Problem statement:
Scan the material for the word "KFit" and copy each line where it occurs.

Supplied material:

//! Public runtime API surface.
//!
//! This module gathers the types exposed to consumers of the runtime crate so
//! other layers can stay focused on orchestration and workers.

pub mod errors;
pub mod handle;
pub mod types;

pub use errors::{Result, RuntimeError};
pub use handle::CalculatorHandle;
pub use types::{CalculationReport, EnumerationRequest};
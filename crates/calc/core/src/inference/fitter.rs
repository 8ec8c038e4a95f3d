//! Growth coefficient search against a floored level-1 snapshot.

use crate::config::CalcConfig;
use crate::decimal::DecimalContext;
use crate::error::{CalcError, Result};
use crate::stats::{HiddenValues, StatVector, Weights, expected_stats};

/// Best growth coefficient found for one hidden-value vector.
#[derive(Clone, Copy, Debug, PartialEq, Eq)]
pub struct KFit {
    pub k: i64,
    /// Sum of absolute differences between predicted and observed stats.
    pub residual: i64,
    pub exact: bool,
}

/// Searches `k` in `[10, 100]` ascending for the coefficient whose expected
/// stats best reproduce `s0_floor`.
///
/// An exact match beats any inexact one and ends the search, so the lowest
/// exact `k` wins even if larger ones also match. Among inexact candidates
/// the first with the strictly lowest residual is kept.
pub fn fit_growth(
    ctx: &DecimalContext,
    weights: &Weights,
    u: &HiddenValues,
    s0_floor: &StatVector,
) -> Result<KFit> {
    let mut best: Option<KFit> = None;

    for k in CalcConfig::K_MIN..=CalcConfig::K_MAX {
        let predicted = expected_stats(ctx, weights, u, k)?;
        let residual = predicted
            .l1_distance(s0_floor)
            .ok_or(CalcError::invalid("s0", "residual does not fit in an integer"))?;
        let candidate = KFit {
            k,
            residual,
            exact: residual == 0,
        };

        let better = match &best {
            None => true,
            Some(current) => {
                (candidate.exact && !current.exact)
                    || (!current.exact && candidate.residual < current.residual)
            }
        };
        if better {
            best = Some(candidate);
        }
        if candidate.exact {
            break;
        }
    }

    // K_MIN..=K_MAX is never empty
    Ok(best.unwrap_or(KFit {
        k: CalcConfig::K_MIN,
        residual: i64::MAX,
        exact: false,
    }))
}

#[cfg(test)]
mod tests {
    use super::*;

    fn fit(u: HiddenValues, s0: StatVector) -> KFit {
        let ctx = DecimalContext::default();
        fit_growth(&ctx, &Weights::new(&ctx), &u, &s0).unwrap()
    }

    fn expected(u: &HiddenValues, k: i64) -> StatVector {
        let ctx = DecimalContext::default();
        expected_stats(&ctx, &Weights::new(&ctx), u, k).unwrap()
    }

    #[test]
    fn recovers_exact_coefficient() {
        let u = HiddenValues::new(1, 0, -1, 2);
        let s0 = expected(&u, 63);
        let result = fit(u, s0);

        assert!(result.exact);
        assert_eq!(result.residual, 0);
        assert_eq!(expected(&u, result.k), s0);
        assert!(result.k <= 63);
    }

    #[test]
    fn domain_boundaries_are_reachable() {
        let small = HiddenValues::new(2, 2, 2, 2);
        let low = fit(small, expected(&small, 10));
        assert!(low.exact);
        assert_eq!(low.k, 10);

        // hp = 87.5 * k/100 floors to 87 only at k = 100
        let large = HiddenValues::new(10, 10, 10, 10);
        let high = fit(large, expected(&large, 100));
        assert!(high.exact);
        assert_eq!(high.k, 100);
    }

    #[test]
    fn unreachable_snapshot_returns_first_closest() {
        let u = HiddenValues::default();
        let s0 = StatVector::new(500, 1, 1, 1);
        let result = fit(u, s0);

        let residuals: Vec<i64> = (CalcConfig::K_MIN..=CalcConfig::K_MAX)
            .map(|k| expected(&u, k).l1_distance(&s0).unwrap())
            .collect();
        let lowest = *residuals.iter().min().unwrap();
        let first_k = CalcConfig::K_MIN + residuals.iter().position(|r| *r == lowest).unwrap() as i64;

        assert!(!result.exact);
        assert_eq!(result.residual, lowest);
        assert_eq!(result.k, first_k);
        assert!(CalcConfig::is_valid_k(result.k));
    }

    #[test]
    fn lowest_exact_coefficient_wins() {
        // u = -2 floors to all-zero stats for every k below 29
        // (hp = 3.5 * k/100), so the first candidate is kept
        let u = HiddenValues::new(-2, -2, -2, -2);
        let result = fit(u, StatVector::default());
        assert!(result.exact);
        assert_eq!(result.k, 10);
    }
}
//! Fixed-precision decimal arithmetic.
//!
//! [`DecimalContext`] wraps [`BigDecimal`] and rounds the result of every
//! operation to a fixed number of significant digits (half-up), so repeated
//! multiply-then-floor chains never pick up binary floating-point drift.
//! Flooring and half-up rounding to an integer or to a number of decimal
//! places are explicit operations.

use std::num::NonZeroU64;
use std::str::FromStr;

use bigdecimal::num_bigint::BigInt;
use bigdecimal::{BigDecimal, RoundingMode, ToPrimitive, Zero};

use crate::config::CalcConfig;
use crate::error::{CalcError, Result};

/// Decimal arithmetic at a fixed significant-digit precision.
#[derive(Clone, Copy, Debug, PartialEq, Eq)]
pub struct DecimalContext {
    precision: NonZeroU64,
}

impl DecimalContext {
    /// Builds a context carrying `precision` significant digits.
    ///
    /// Fails with [`CalcError::ArithmeticUnavailable`] when the precision is
    /// below [`CalcConfig::MIN_PRECISION`].
    pub fn new(precision: u64) -> Result<Self> {
        NonZeroU64::new(precision)
            .filter(|p| p.get() >= CalcConfig::MIN_PRECISION)
            .map(|precision| Self { precision })
            .ok_or(CalcError::ArithmeticUnavailable {
                requested: precision,
                minimum: CalcConfig::MIN_PRECISION,
            })
    }

    /// Builds a context from calculator configuration.
    pub fn from_config(config: &CalcConfig) -> Result<Self> {
        Self::new(config.precision)
    }

    pub const fn precision(&self) -> u64 {
        self.precision.get()
    }

    // ===== constructors =====

    pub fn int(&self, value: i64) -> BigDecimal {
        BigDecimal::from(value)
    }

    /// `digits * 10^-scale`, e.g. `exact(25, 1)` is `2.5`.
    pub fn exact(&self, digits: i64, scale: i64) -> BigDecimal {
        BigDecimal::new(BigInt::from(digits), scale)
    }

    /// Converts a finite float through its shortest round-trip representation,
    /// so `0.1` becomes exactly `0.1` rather than its binary expansion.
    pub fn from_f64(&self, value: f64, field: &'static str) -> Result<BigDecimal> {
        if !value.is_finite() {
            return Err(CalcError::invalid(field, "value is not finite"));
        }
        let parsed = BigDecimal::from_str(&value.to_string())
            .map_err(|_| CalcError::invalid(field, "value is not a decimal number"))?;
        Ok(self.fix(parsed))
    }

    // ===== arithmetic =====

    pub fn add(&self, lhs: &BigDecimal, rhs: &BigDecimal) -> BigDecimal {
        self.fix(lhs + rhs)
    }

    pub fn sub(&self, lhs: &BigDecimal, rhs: &BigDecimal) -> BigDecimal {
        self.fix(lhs - rhs)
    }

    pub fn mul(&self, lhs: &BigDecimal, rhs: &BigDecimal) -> BigDecimal {
        self.fix(lhs * rhs)
    }

    /// Divides `lhs` by `rhs`; `None` when `rhs` is exactly zero.
    pub fn div(&self, lhs: &BigDecimal, rhs: &BigDecimal) -> Option<BigDecimal> {
        if rhs.is_zero() {
            return None;
        }
        Some(self.fix(lhs / rhs))
    }

    /// Sums a sequence left to right, rounding after every addition.
    pub fn sum<'a>(&self, terms: impl IntoIterator<Item = &'a BigDecimal>) -> BigDecimal {
        terms
            .into_iter()
            .fold(BigDecimal::zero(), |acc, term| self.add(&acc, term))
    }

    // ===== rounding =====

    /// Largest integer not greater than `value`.
    pub fn floor(&self, value: &BigDecimal) -> BigDecimal {
        value.with_scale_round(0, RoundingMode::Floor)
    }

    /// Nearest integer, ties away from zero.
    pub fn round_half_up(&self, value: &BigDecimal) -> BigDecimal {
        value.with_scale_round(0, RoundingMode::HalfUp)
    }

    /// Rounds to `places` decimal places, ties away from zero.
    pub fn round_places(&self, value: &BigDecimal, places: i64) -> BigDecimal {
        value.with_scale_round(places, RoundingMode::HalfUp)
    }

    /// Floors `value` and converts it to a machine integer.
    pub fn floor_i64(&self, value: &BigDecimal, field: &'static str) -> Result<i64> {
        self.floor(value)
            .to_i64()
            .ok_or(CalcError::invalid(field, "value does not fit in an integer"))
    }

    /// Rounds `value` half-up and converts it to a machine integer.
    pub fn round_i64(&self, value: &BigDecimal, field: &'static str) -> Result<i64> {
        self.round_half_up(value)
            .to_i64()
            .ok_or(CalcError::invalid(field, "value does not fit in an integer"))
    }

    fn fix(&self, value: BigDecimal) -> BigDecimal {
        value.with_precision_round(self.precision, RoundingMode::HalfUp)
    }
}

impl Default for DecimalContext {
    fn default() -> Self {
        Self {
            precision: NonZeroU64::new(CalcConfig::DEFAULT_PRECISION)
                .unwrap_or(NonZeroU64::MIN),
        }
    }
}
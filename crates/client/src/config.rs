//! Client configuration from environment variables.
use std::env;
use std::path::{Path, PathBuf};

use anyhow::Result;
use calc_content::ConfigLoader;
use calc_core::CalcConfig;

/// Configuration required to load tables and build the runtime.
#[derive(Clone, Debug, PartialEq, Eq)]
pub struct ClientConfig {
    pub table_path: PathBuf,
    pub rank8_path: Option<PathBuf>,
    /// Table cache directory; the platform cache directory when unset.
    pub cache_dir: Option<PathBuf>,
    /// Optional TOML file with calculator settings.
    pub config_path: Option<PathBuf>,
    pub precision: Option<u64>,
    pub total_population: Option<u64>,
    pub log_dir: Option<PathBuf>,
}

impl Default for ClientConfig {
    fn default() -> Self {
        Self {
            table_path: PathBuf::from("data/pets.json"),
            rank8_path: Some(PathBuf::from("data/rank8.json")),
            cache_dir: None,
            config_path: None,
            precision: None,
            total_population: None,
            log_dir: None,
        }
    }
}

impl ClientConfig {
    /// Construct configuration from process environment variables.
    ///
    /// Environment variables:
    /// - `PETCALC_TABLE` - Pet table, JSON or RON (default: data/pets.json)
    /// - `PETCALC_RANK8` - Guaranteed rank-8 table (default: data/rank8.json)
    /// - `PETCALC_CACHE_DIR` - Table cache directory (default: platform cache)
    /// - `PETCALC_CONFIG` - Calculator settings TOML (optional)
    /// - `PETCALC_PRECISION` - Decimal significant digits (default: 50)
    /// - `PETCALC_TOTAL_POPULATION` - Appearance-rate denominator (default: 178750)
    /// - `PETCALC_LOG_DIR` - Log directory (default: platform cache)
    pub fn from_env() -> Self {
        Self::from_lookup(|key| env::var(key).ok())
    }

    pub fn from_lookup(lookup: impl Fn(&str) -> Option<String>) -> Self {
        let mut config = Self::default();
        let path = |key: &str| lookup(key).filter(|v| !v.is_empty()).map(PathBuf::from);

        if let Some(table) = path("PETCALC_TABLE") {
            config.table_path = table;
        }
        if let Some(rank8) = path("PETCALC_RANK8") {
            config.rank8_path = Some(rank8);
        }
        config.cache_dir = path("PETCALC_CACHE_DIR");
        config.config_path = path("PETCALC_CONFIG");
        config.log_dir = path("PETCALC_LOG_DIR");
        config.precision = read_value(&lookup, "PETCALC_PRECISION");
        config.total_population = read_value(&lookup, "PETCALC_TOTAL_POPULATION");

        config
    }

    /// Calculator settings: the TOML file if any, then explicit overrides.
    pub fn calc_config(&self) -> Result<CalcConfig> {
        let mut calc = match &self.config_path {
            Some(path) => ConfigLoader::load(path)?,
            None => CalcConfig::default(),
        };
        if let Some(precision) = self.precision {
            calc.precision = precision;
        }
        if let Some(total) = self.total_population {
            calc.total_population = total;
        }
        Ok(calc)
    }

    pub fn rank8_path(&self) -> Option<&Path> {
        self.rank8_path.as_deref()
    }
}

fn read_value<T>(lookup: &impl Fn(&str) -> Option<String>, key: &str) -> Option<T>
where
    T: std::str::FromStr,
{
    lookup(key)?.trim().parse().ok()
}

Response area:
pub struct KFit {
) -> Result<KFit> {
    let mut best: Option<KFit> = None;
        let candidate = KFit {
    Ok(best.unwrap_or(KFit {
    fn fit(u: HiddenValues, s0: StatVector) -> KFit {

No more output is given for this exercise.